Recently, Elissa posted a link to the song “Fix You” by Cold Play that played at a party she was at for really sick kids. She wondered if the song had just been coincidence. Elissa recalled how fervently her brother and his colleagues had tried to “fix” a young patient 7 years earlier.

For some reason, I commented on Elissa’s post that the song “Fix You” reminded me of the stuttering journey. We then shared this exchange, which really touched me. We have not met, yet we both spoke from a similar place.

She, the parent of a young child who stutters, anxious to make the right decision for her daughter. And me, an adult who stutters, who is still affected by my parents’ choices years ago about my stuttering.

Me: This song so reminds me of the stuttering journey. I met a family 2 years ago. Both sons stutter. The dad is a surgeon who for years thought he had failed as a parent, because as a surgeon, he is so used to fixing his patients. He could not fix his sons and it haunted him. Finally, he (they) reached a point where he knows he does not need to fix his kids . . . they are perfect just the way they are.

When I see this family, I am reminded of how I felt for a long time that I needed to be fixed. Now, when I see them, I hug mom and we watch her children laugh and play and enjoy life . . . And we know, that not needing fixing is the real prize. Thanks for sharing the story about the sick kids and the song.

Elissa: I’m so glad you wrote! I don’t know if you saw my post of last week, where I was struggling with exactly this question: wanting to get speech therapy for Charlotte because she is in so much distress, …yet not wanting to send her the message that she needs to be fixed. In some unspoken way, I believe my brother chose not to spend a tremendous amount of his precious energy on the attempt to fix his stuttering.
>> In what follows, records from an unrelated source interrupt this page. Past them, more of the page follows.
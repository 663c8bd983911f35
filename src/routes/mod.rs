//! Router assembly.

mod album;
mod common;

pub use album::{album_api_routes, album_view_routes};
pub use common::common_routes;

use crate::state::AppState;
use axum::Router;
use tower_http::trace::TraceLayer;

/// Full application router: common routes, album view routes, album REST resource.
pub fn app(state: AppState) -> Router {
    Router::new()
        .merge(common_routes(state.clone()))
        .merge(album_view_routes(&state))
        .merge(album_api_routes(state))
        .layer(TraceLayer::new_for_http())
}
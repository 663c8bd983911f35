//! Navigation: guard, then resolvers in declaration order, then activation.

use super::table::{RouteDescriptor, RouteData, ViewComponent};
use crate::error::AppError;
use crate::extractors::Principal;
use crate::resolve::{RedirectSlot, Resolution, RouteSnapshot};
use axum::response::{IntoResponse, Redirect, Response};
use axum::Json;
use serde::Serialize;
use serde_json::{Map, Value};

/// What the activated view receives.
#[derive(Clone, Debug, PartialEq, Serialize)]
pub struct Activation {
    pub component: ViewComponent,
    pub path: &'static str,
    pub data: RouteData,
    /// Resolver name -> resolved value.
    pub resolved: Map<String, Value>,
}

#[derive(Clone, Debug, PartialEq)]
pub enum Navigation {
    Activated(Activation),
    /// A resolver aborted; the view was not activated.
    Redirected(String),
}

impl IntoResponse for Navigation {
    fn into_response(self) -> Response {
        match self {
            Navigation::Activated(activation) => Json(activation).into_response(),
            Navigation::Redirected(to) => Redirect::to(&to).into_response(),
        }
    }
}

/// Run one navigation to `route`. Guard rejection is 401 for anonymous callers, 403 otherwise;
/// resolvers do not run in either case.
pub async fn navigate(
    route: &RouteDescriptor,
    snapshot: RouteSnapshot<'_>,
    principal: &Principal,
) -> Result<Navigation, AppError> {
    if !route.guard.can_activate(&route.data, principal) {
        tracing::warn!(
            path = route.path,
            authorities = ?principal.authorities(),
            "route guard rejected navigation"
        );
        return Err(if principal.is_authenticated() {
            AppError::Forbidden(format!("route '{}' requires {:?}", route.path, route.data.authorities))
        } else {
            AppError::Unauthorized("authentication required".into())
        });
    }

    let redirect = RedirectSlot::new();
    let mut resolved = Map::new();
    for (name, resolver) in &route.resolvers {
        match resolver.resolve(&snapshot, &redirect).await? {
            Resolution::Value(v) => {
                resolved.insert((*name).to_string(), v);
            }
            Resolution::Redirected => {
                let to = redirect.take().ok_or_else(|| {
                    AppError::Internal(format!("resolver '{}' aborted without a redirect", name))
                })?;
                tracing::debug!(path = route.path, resolver = *name, to = %to, "navigation redirected");
                return Ok(Navigation::Redirected(to));
            }
        }
    }

    tracing::debug!(path = route.path, component = route.component.as_str(), "route activated");
    Ok(Navigation::Activated(Activation {
        component: route.component,
        path: route.path,
        data: route.data.clone(),
        resolved,
    }))
}
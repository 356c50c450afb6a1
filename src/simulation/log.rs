//! Bounded recency log of live messages.

use std::collections::VecDeque;

use super::timer::TimerHandle;
use super::types::{MessageId, SimulatedMessage};

/// Maximum number of messages shown at once
pub const LOG_CAPACITY: usize = 5;

/// A live message together with the timer that will expire it
#[derive(Debug, Clone)]
pub struct LogEntry {
    pub message: SimulatedMessage,
    pub expiry: TimerHandle,
}

/// FIFO of at most [`LOG_CAPACITY`] messages, oldest first.
#[derive(Debug, Default)]
pub struct MessageLog {
    entries: VecDeque<LogEntry>,
}

impl MessageLog {
    pub fn new() -> Self {
        Self {
            entries: VecDeque::with_capacity(LOG_CAPACITY),
        }
    }

    /// Append a message. Returns the oldest entry if it had to make room.
    pub fn push(&mut self, message: SimulatedMessage, expiry: TimerHandle) -> Option<LogEntry> {
        let evicted = if self.entries.len() >= LOG_CAPACITY {
            self.entries.pop_front()
        } else {
            None
        };
        self.entries.push_back(LogEntry { message, expiry });
        evicted
    }

    /// Remove a message by id, if it is still in the log
    pub fn remove(&mut self, id: MessageId) -> Option<LogEntry> {
        let pos = self.entries.iter().position(|e| e.message.id == id)?;
        self.entries.remove(pos)
    }

    /// Messages in arrival order
    pub fn messages(&self) -> impl Iterator<Item = &SimulatedMessage> {
        self.entries.iter().map(|e| &e.message)
    }

    pub fn len(&self) -> usize {
        self.entries.len()
    }

    #[cfg(test)]
    pub fn is_empty(&self) -> bool {
        self.entries.is_empty()
    }
}
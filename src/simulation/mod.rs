//! Fake message traffic for the system visualization.
//!
//! A repeating tick picks a random node and one of its neighbours and
//! appends a short-lived message to a bounded log. Everything runs on a
//! caller-supplied clock so the UI drives it once per frame.

pub mod log;
pub mod simulator;
pub mod timer;
pub mod types;
pub mod widget;

pub use simulator::{SimState, Simulator};
pub use types::SimulationConfig;
pub use widget::{render_message_log, LeavingRow};
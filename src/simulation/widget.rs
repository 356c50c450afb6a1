//! Message log panel.

use chrono::{DateTime, Local};
use egui::{Color32, RichText, Ui};
use std::time::Duration;

use super::types::SimulatedMessage;
use crate::motion::{self, Pose, ENTER_SECS, SLIDE_DISTANCE};
use crate::theme;

/// A row that has left the log and is still animating out
#[derive(Debug, Clone)]
pub struct LeavingRow {
    pub message: SimulatedMessage,
    /// Simulation time the message was removed
    pub removed_at: Duration,
}

impl LeavingRow {
    /// Done animating at `now`
    pub fn is_gone(&self, now: Duration) -> bool {
        now.saturating_sub(self.removed_at).as_secs_f32() >= ENTER_SECS
    }
}

/// Live row `age` after creation: fades in from the left
pub fn entering_row(age: Duration) -> Pose {
    Pose::entering(motion::progress(age.as_secs_f32(), 0.0, ENTER_SECS), -1.0)
}

/// Removed row `since` its removal: fades out to the right
pub fn leaving_row(since: Duration) -> Pose {
    Pose::leaving(motion::progress(since.as_secs_f32(), 0.0, ENTER_SECS), 1.0)
}

/// Wall-clock time for a message, given when the clock started.
pub fn wall_time(epoch: DateTime<Local>, message: &SimulatedMessage) -> DateTime<Local> {
    chrono::Duration::from_std(message.created_at)
        .ok()
        .and_then(|offset| epoch.checked_add_signed(offset))
        .unwrap_or(epoch)
}

/// Render the log: rows still leaving on top, then live messages in arrival order.
pub fn render_message_log<'a>(
    ui: &mut Ui,
    leaving: &[LeavingRow],
    live: impl Iterator<Item = &'a SimulatedMessage>,
    epoch: DateTime<Local>,
    now: Duration,
) {
    ui.heading("Message Log");
    ui.add_space(6.0);

    let mut any = false;
    for row in leaving {
        any = true;
        let pose = leaving_row(now.saturating_sub(row.removed_at));
        render_row(ui, &row.message, pose, epoch);
    }
    for message in live {
        any = true;
        let pose = entering_row(now.saturating_sub(message.created_at));
        render_row(ui, message, pose, epoch);
    }

    if !any {
        ui.label(
            RichText::new("No messages yet")
                .color(theme::text::MUTED)
                .italics(),
        );
    }
}

fn render_row(ui: &mut Ui, message: &SimulatedMessage, pose: Pose, epoch: DateTime<Local>) {
    let fade = |c: Color32| c.gamma_multiply(pose.opacity);

    ui.horizontal(|ui| {
        // Rows slide inside a fixed gutter
        ui.add_space(SLIDE_DISTANCE + pose.offset);
        ui.label(RichText::new(&message.from).strong().color(fade(theme::text::PRIMARY)));
        ui.label(RichText::new("→").color(fade(theme::accent::CYAN)));
        ui.label(RichText::new(&message.to).strong().color(fade(theme::text::PRIMARY)));
        ui.label(RichText::new(&message.content).color(fade(theme::text::SECONDARY)));
        ui.with_layout(egui::Layout::right_to_left(egui::Align::Center), |ui| {
            let stamp = wall_time(epoch, message).format("%H:%M:%S").to_string();
            ui.label(RichText::new(stamp).small().color(fade(theme::text::MUTED)));
        });
    });
}

#[cfg(test)]
mod tests {
    use super::*;
    use crate::simulation::types::MessageId;
    use chrono::TimeZone;

    fn message(created_at: Duration) -> SimulatedMessage {
        SimulatedMessage {
            id: MessageId(created_at.as_millis() as u64),
            from: "gateway".into(),
            to: "channel1".into(),
            content: "Data transfer from Gateway".into(),
            created_at,
        }
    }

    #[test]
    fn rows_slide_in_from_the_left() {
        let start = entering_row(Duration::ZERO);
        assert_eq!(start.opacity, 0.0);
        assert_eq!(start.offset, -SLIDE_DISTANCE);

        let half = entering_row(Duration::from_millis(150));
        assert!((half.opacity - 0.5).abs() < 1e-4);
        assert!((half.offset + 10.0).abs() < 1e-4);

        assert_eq!(entering_row(Duration::from_secs(2)), Pose::REST);
    }

    #[test]
    fn removed_rows_slide_out_to_the_right() {
        assert_eq!(leaving_row(Duration::ZERO), Pose::REST);
        let done = leaving_row(Duration::from_millis(300));
        assert_eq!(done.opacity, 0.0);
        assert_eq!(done.offset, SLIDE_DISTANCE);

        let row = LeavingRow {
            message: message(Duration::from_secs(1)),
            removed_at: Duration::from_secs(4),
        };
        assert!(!row.is_gone(Duration::from_millis(4_200)));
        assert!(row.is_gone(Duration::from_millis(4_300)));
    }

    #[test]
    fn wall_time_offsets_from_epoch() {
        let epoch = Local.with_ymd_and_hms(2026, 1, 2, 3, 4, 5).unwrap();
        let message = message(Duration::from_secs(61));
        assert_eq!(wall_time(epoch, &message).format("%H:%M:%S").to_string(), "03:05:06");
    }
}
I truly understand and honor that choice. She’s far too young to make or even understand that kind of choice, though. I’m in the wildly uncomfortable position of needing to make it for her. The hardest parenting moments for me have been ones in which every course of action is a potential betrayal. I’m tempted to ask you what you would do if she were your child. No one person can tell me what to do, but I really welcome all the perspectives I can get.

Me: Well, you didn’t officially ask, but I will share my opinion anyway! I grew up thinking the awful thought that my father was ashamed of me. When I stuttered, he would yell at me, or tell me to “stop that”. In my 5-year-old mind, which I can still remember, getting negative feedback from my dad was the worst thing imaginable. I thought, “was I so horrible that even my own father was ashamed?” I learned years later that my mom felt incredible guilt for not standing up to my dad and insisting that I be allowed to get some help, because he wouldn’t allow it.

Needless to say, I had a hard time with my self-image and expressing feelings as a child. What would I do for Charlotte? Its different, because I stutter and you don’t. I would try to set an example for her that it is OK and that stuttering is just a different way of talking. You can’t model that for her, but maybe you can have her meet other kids who stutter, and get as comfortable with stuttering as possible so that her struggle behavior naturally decreases. I have no idea how I would have reacted to therapy as a kid, but it would have made a huge difference to meet and know others like me. Your heart will guide you for what is best for Charlotte.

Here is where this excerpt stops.